Youth worker jobs will be deleted and funding currently allocated to a number of youth clubs across the district cut, with the authority asking community groups, parents, churches, schools, and town councils to help plug the gap in provision.

The move has left a question mark hanging over youth clubs right across the district, including Portishead which has just undergone a £1 million redevelopment.

The march was organised by teenagers Sophie Miles, 15 and Molly Ashman, 14, who both attend Nailsea Youth Club and Charlie Lane, from Portishead Youth Club.

Sophie – who handed a 600-name petition from Nailsea Youth Club members against the cuts – said: “I hope this protest sends a strong message to those in charge of the council. I hope they will now listen to what we are saying and will continue to put councillors under pressure.”

Molly said: “We are not going to let this issue lie and plan to lobby the council again further at its next meeting in January.”
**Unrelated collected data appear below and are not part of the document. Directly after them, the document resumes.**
use serde::{Deserialize, Serialize};
use std::fmt;
use std::time::Duration;

/// How long to wait for each step of a session.
/// Durations are written in humantime form, eg: `"30s"` or `"5m"`;
/// omitted fields take their default.
#[derive(Serialize, Deserialize, Copy, Clone, Debug, PartialEq)]
#[serde(default)]
pub struct SmtpClientTimeouts {
    /// Establishing the TCP connection
    #[serde(with = "humantime_serde")]
    pub connect: Duration,
    /// Waiting for the 220 banner
    #[serde(with = "humantime_serde")]
    pub greeting: Duration,
    /// Waiting for the reply to EHLO or HELO
    #[serde(with = "humantime_serde")]
    pub ehlo: Duration,
    #[serde(with = "humantime_serde")]
    pub mail_from: Duration,
    #[serde(with = "humantime_serde")]
    pub rcpt_to: Duration,
    /// Waiting for the 354 that follows DATA, and for writing
    /// the message payload
    #[serde(with = "humantime_serde")]
    pub data: Duration,
    /// Waiting for the server to accept the payload
    #[serde(with = "humantime_serde")]
    pub data_dot: Duration,
    #[serde(with = "humantime_serde")]
    pub quit: Duration,
}

impl Default for SmtpClientTimeouts {
    fn default() -> Self {
        // RFC 5321 section 4.5.3.2
        let five_minutes = Duration::from_secs(300);
        Self {
            connect: Duration::from_secs(60),
            greeting: five_minutes,
            ehlo: five_minutes,
            mail_from: five_minutes,
            rcpt_to: five_minutes,
            data: Duration::from_secs(120),
            data_dot: Duration::from_secs(600),
            quit: Duration::from_secs(5),
        }
    }
}

impl SmtpClientTimeouts {
    /// Use the same `duration` for every step
    pub fn uniform(duration: Duration) -> Self {
        Self {
            connect: duration,
            greeting: duration,
            ehlo: duration,
            mail_from: duration,
            rcpt_to: duration,
            data: duration,
            data_dot: duration,
            quit: duration,
        }
    }
}

/// A complete, possibly multi-line, server reply
#[derive(Debug, PartialEq, Eq, Serialize, Deserialize, Clone, Hash)]
pub struct Response {
    pub code: u16,
    pub enhanced_code: Option<EnhancedStatusCode>,
    /// The reply text with the enhanced status code removed;
    /// the lines of a multi-line reply are separated by `\n`
    pub content: String,
    /// The command that this is a reply to
    pub command: Option<String>,
}

impl Response {
    /// Render the reply on a single line, suitable for logging
    pub fn to_single_line(&self) -> String {
        let text = self.content.lines().collect::<Vec<_>>().join(" ");
        match &self.enhanced_code {
            Some(status) => format!("{} {status} {text}", self.code),
            None => format!("{} {text}", self.code),
        }
    }

    pub fn is_transient(&self) -> bool {
        (400..500).contains(&self.code)
    }

    pub fn is_permanent(&self) -> bool {
        (500..600).contains(&self.code)
    }
}

/// The `class.subject.detail` triple from RFC 3463
#[derive(Debug, PartialEq, Eq, Serialize, Deserialize, Clone, Copy, Hash, Default)]
pub struct EnhancedStatusCode {
    pub class: u8,
    pub subject: u16,
    pub detail: u16,
}

impl EnhancedStatusCode {
    pub const fn new(class: u8, subject: u16, detail: u16) -> Self {
        Self {
            class,
            subject,
            detail,
        }
    }

    /// Split a leading status code, followed by a space, off `text`.
    /// Only the classes defined by RFC 3463 (2, 4 and 5) are recognized.
    pub(crate) fn strip_prefix(text: &str) -> Option<(Self, &str)> {
        let (code, rest) = text.split_once(' ')?;
        let mut numbers = code.split('.');
        let class: u8 = numbers.next()?.parse().ok()?;
        let subject: u16 = numbers.next()?.parse().ok()?;
        let detail: u16 = numbers.next()?.parse().ok()?;
        if numbers.next().is_some() || !matches!(class, 2 | 4 | 5) {
            return None;
        }
        Some((Self::new(class, subject, detail), rest))
    }
}

impl fmt::Display for EnhancedStatusCode {
    fn fmt(&self, f: &mut fmt::Formatter) -> fmt::Result {
        write!(f, "{}.{}.{}", self.class, self.subject, self.detail)
    }
}

/// One line of a server reply: `250-text` or, for the last line, `250 text`
#[derive(Debug, PartialEq, Eq)]
pub(crate) struct ReplyLine<'a> {
    pub code: u16,
    pub last: bool,
    pub text: &'a str,
}

impl<'a> ReplyLine<'a> {
    pub fn parse(line: &'a str) -> Option<Self> {
        let code = line.get(0..3)?;
        if !code.bytes().all(|b| b.is_ascii_digit()) {
            return None;
        }
        let last = match line.as_bytes().get(3) {
            Some(b' ') => true,
            Some(b'-') => false,
            // A bare code is a valid final line
            None => true,
            Some(_) => return None,
        };
        Some(Self {
            code: code.parse().ok()?,
            last,
            text: line.get(4..).unwrap_or(""),
        })
    }
}

/// Collects the lines of a multi-line reply
pub(crate) struct PendingReply {
    code: u16,
    enhanced_code: Option<EnhancedStatusCode>,
    lines: Vec<String>,
}

impl PendingReply {
    pub fn start(first: &ReplyLine) -> Self {
        let (enhanced_code, text) = match EnhancedStatusCode::strip_prefix(first.text) {
            Some((status, text)) => (Some(status), text),
            None => (None, first.text),
        };
        Self {
            code: first.code,
            enhanced_code,
            lines: vec![text.to_string()],
        }
    }

    /// Add a continuation line. Returns false if its reply code
    /// differs from that of the first line.
    pub fn push(&mut self, line: &ReplyLine) -> bool {
        if line.code != self.code {
            return false;
        }
        // Servers usually repeat the status on each line
        let text = self
            .enhanced_code
            .and_then(|status| {
                EnhancedStatusCode::strip_prefix(line.text)
                    .filter(|(repeated, _)| *repeated == status)
                    .map(|(_, text)| text)
            })
            .unwrap_or(line.text);
        self.lines.push(text.to_string());
        true
    }

    pub fn finish(self, command: Option<String>) -> Response {
        Response {
            code: self.code,
            enhanced_code: self.enhanced_code,
            content: self.lines.join("\n"),
            command,
        }
    }
}

#[cfg(test)]
mod test {
    use super::*;

    #[test]
    fn reply_lines() {
        assert_eq!(
            ReplyLine::parse("220 woot"),
            Some(ReplyLine {
                code: 220,
                last: true,
                text: "woot"
            })
        );
        assert_eq!(
            ReplyLine::parse("250-PIPELINING"),
            Some(ReplyLine {
                code: 250,
                last: false,
                text: "PIPELINING"
            })
        );
        assert_eq!(
            ReplyLine::parse("354"),
            Some(ReplyLine {
                code: 354,
                last: true,
                text: ""
            })
        );
        assert_eq!(ReplyLine::parse("220_woot"), None);
        assert_eq!(ReplyLine::parse("2x0 woot"), None);
        assert_eq!(ReplyLine::parse("22"), None);
    }

    #[test]
    fn status_prefix() {
        assert_eq!(
            EnhancedStatusCode::strip_prefix("2.0.1 w00t"),
            Some((EnhancedStatusCode::new(2, 0, 1), "w00t"))
        );
        assert_eq!(EnhancedStatusCode::strip_prefix("3.0.0 w00t"), None);
        assert_eq!(EnhancedStatusCode::strip_prefix("2.0.0.1 w00t"), None);
        assert_eq!(EnhancedStatusCode::strip_prefix("2.0.0.1w00t"), None);
        assert_eq!(EnhancedStatusCode::strip_prefix("2.0.0"), None);
        assert_eq!(EnhancedStatusCode::new(5, 1, 1).to_string(), "5.1.1");
    }

    #[test]
    fn multi_line_reply() {
        let mut reply = PendingReply::start(&ReplyLine {
            code: 550,
            last: false,
            text: "5.1.1 no such user",
        });
        assert!(reply.push(&ReplyLine {
            code: 550,
            last: true,
            text: "5.1.1 try another",
        }));
        assert!(!reply.push(&ReplyLine {
            code: 250,
            last: true,
            text: "ok",
        }));
        let response = reply.finish(Some("RCPT TO:<a@example.com>\r\n".to_string()));
        assert_eq!(response.content, "no such user\ntry another");
        assert_eq!(
            response.to_single_line(),
            "550 5.1.1 no such user try another"
        );
        assert!(response.is_permanent());
        assert!(!response.is_transient());
    }

    #[test]
    fn timeouts_from_config() {
        let timeouts: SmtpClientTimeouts =
            serde_json::from_str(r#"{"connect": "5s", "data": "2m"}"#).unwrap();
        assert_eq!(timeouts.connect, Duration::from_secs(5));
        assert_eq!(timeouts.data, Duration::from_secs(120));
        assert_eq!(timeouts.ehlo, Duration::from_secs(300));
        assert_eq!(timeouts.quit, Duration::from_secs(5));
    }
}
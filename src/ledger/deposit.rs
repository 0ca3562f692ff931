// SPDX-License-Identifier: AGPL-3.0-or-later
//
// Copyright (C) 2026 Relational Network

//! Deposit initiation against the payment provider.
//!
//! Initiation never touches the balance: it records a `pending` ledger entry
//! carrying the provider's authorization handle, and the balance only moves
//! when the reconciler settles the matching webhook. The pending row is
//! written after the provider call succeeds, so a provider failure or
//! timeout leaves no ledger residue.

use tracing::info;
use uuid::Uuid;

use super::db::LedgerDb;
use super::records::{TxMetadata, TxStatus};
use super::LedgerError;
use crate::money::Money;
use crate::providers::paystack::PaystackClient;

/// Authorization handle returned to the depositor.
#[derive(Debug, Clone)]
pub struct DepositInitiated {
    pub authorization_url: String,
    pub reference: String,
    pub access_code: String,
}

/// Point-in-time view of a deposit, for status polling.
#[derive(Debug, Clone)]
pub struct DepositStatus {
    pub reference: String,
    pub status: TxStatus,
    /// Major-unit decimal string.
    pub amount: String,
}

/// Start a deposit of `amount` for `user_id`, returning the provider's
/// hosted-checkout handle.
pub async fn initiate_deposit(
    db: &LedgerDb,
    paystack: &PaystackClient,
    user_id: &str,
    email: &str,
    amount: Money,
) -> Result<DepositInitiated, LedgerError> {
    if !amount.is_positive() {
        return Err(LedgerError::InvalidAmount);
    }

    let wallet = db.get_or_create_wallet(user_id)?;
    let reference = format!("dep_{}", Uuid::new_v4());

    info!(
        wallet_id = %wallet.wallet_id,
        reference = %reference,
        amount_minor = amount.minor_units(),
        "initiating deposit"
    );

    let initialized = paystack
        .initialize_transaction(email, amount.minor_units(), &reference)
        .await?;

    let tx = db.create_pending_deposit(
        &wallet.wallet_id,
        amount,
        &reference,
        TxMetadata {
            authorization_url: Some(initialized.authorization_url.clone()),
            ..TxMetadata::default()
        },
    )?;

    info!(
        tx_id = %tx.tx_id,
        wallet_id = %wallet.wallet_id,
        reference = %reference,
        "created pending deposit"
    );

    Ok(DepositInitiated {
        authorization_url: initialized.authorization_url,
        reference,
        access_code: initialized.access_code,
    })
}

/// Look up a deposit by reference for status polling.
pub fn deposit_status(db: &LedgerDb, reference: &str) -> Result<DepositStatus, LedgerError> {
    let tx = db
        .transaction_by_reference(reference)?
        .ok_or(LedgerError::TransactionNotFound)?;

    Ok(DepositStatus {
        reference: tx.reference,
        status: tx.status,
        amount: tx.amount.to_major_string(),
    })
}
// SPDX-License-Identifier: AGPL-3.0-or-later
//
// Copyright (C) 2026 Relational Network

use axum::{
    routing::{get, post},
    Router,
};
use tower_http::{
    cors::CorsLayer,
    request_id::{MakeRequestUuid, PropagateRequestIdLayer, SetRequestIdLayer},
    trace::TraceLayer,
};

use crate::state::AppState;

pub mod health;
pub mod wallet;
pub mod webhook;

pub fn router(state: AppState) -> Router {
    let v1_routes = Router::new()
        .route("/wallet/balance", get(wallet::get_balance))
        .route("/wallet/transactions", get(wallet::list_transactions))
        .route("/wallet/deposit", post(wallet::initiate_deposit))
        .route("/wallet/deposit/{reference}", get(wallet::deposit_status))
        .route("/wallet/transfer", post(wallet::transfer))
        .route("/wallet/paystack/webhook", post(webhook::paystack_webhook))
        .with_state(state);

    Router::new()
        .route("/health", get(health::health))
        .nest("/v1", v1_routes)
        .layer(SetRequestIdLayer::x_request_id(MakeRequestUuid))
        .layer(PropagateRequestIdLayer::x_request_id())
        .layer(TraceLayer::new_for_http())
        .layer(CorsLayer::permissive())
}

#[cfg(test)]
mod tests {
    use super::*;
    use crate::ledger::LedgerDb;
    use crate::providers::paystack::{PaystackClient, DEFAULT_BASE_URL};

    #[test]
    fn router_builds() {
        let dir = tempfile::tempdir().expect("tempdir");
        let ledger = LedgerDb::open(&dir.path().join("ledger.redb")).expect("open ledger");
        let paystack =
            PaystackClient::new("sk_test_x".into(), DEFAULT_BASE_URL.into()).expect("client");
        let _app = router(AppState::new(ledger, paystack));
    }
}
Youngsters from The Barn, Clevedon, also joined the protest.

Vicky Bussey, 12, said: “If the youth clubs close, young people will have nowhere to meet and enjoy different activities. The youth club provides a safe place for us all to go and I am worried lots of young people will end up on the streets if they are closed.”

Charlie questioned the authority’s executive member for children and young people’s services, Councillor Jeremy Blatchford, who spoke with the teenagers outside the town hall.

Charlie, 18, said: “What the council is doing is not best for young people. I hope councillors realise we mean business and we will keep fighting.”

Overall the youth service will see the equivalent of 24 full-time youth worker posts cut.

The youth service will be replaced by a new community family service providing support to the 300 most vulnerable families.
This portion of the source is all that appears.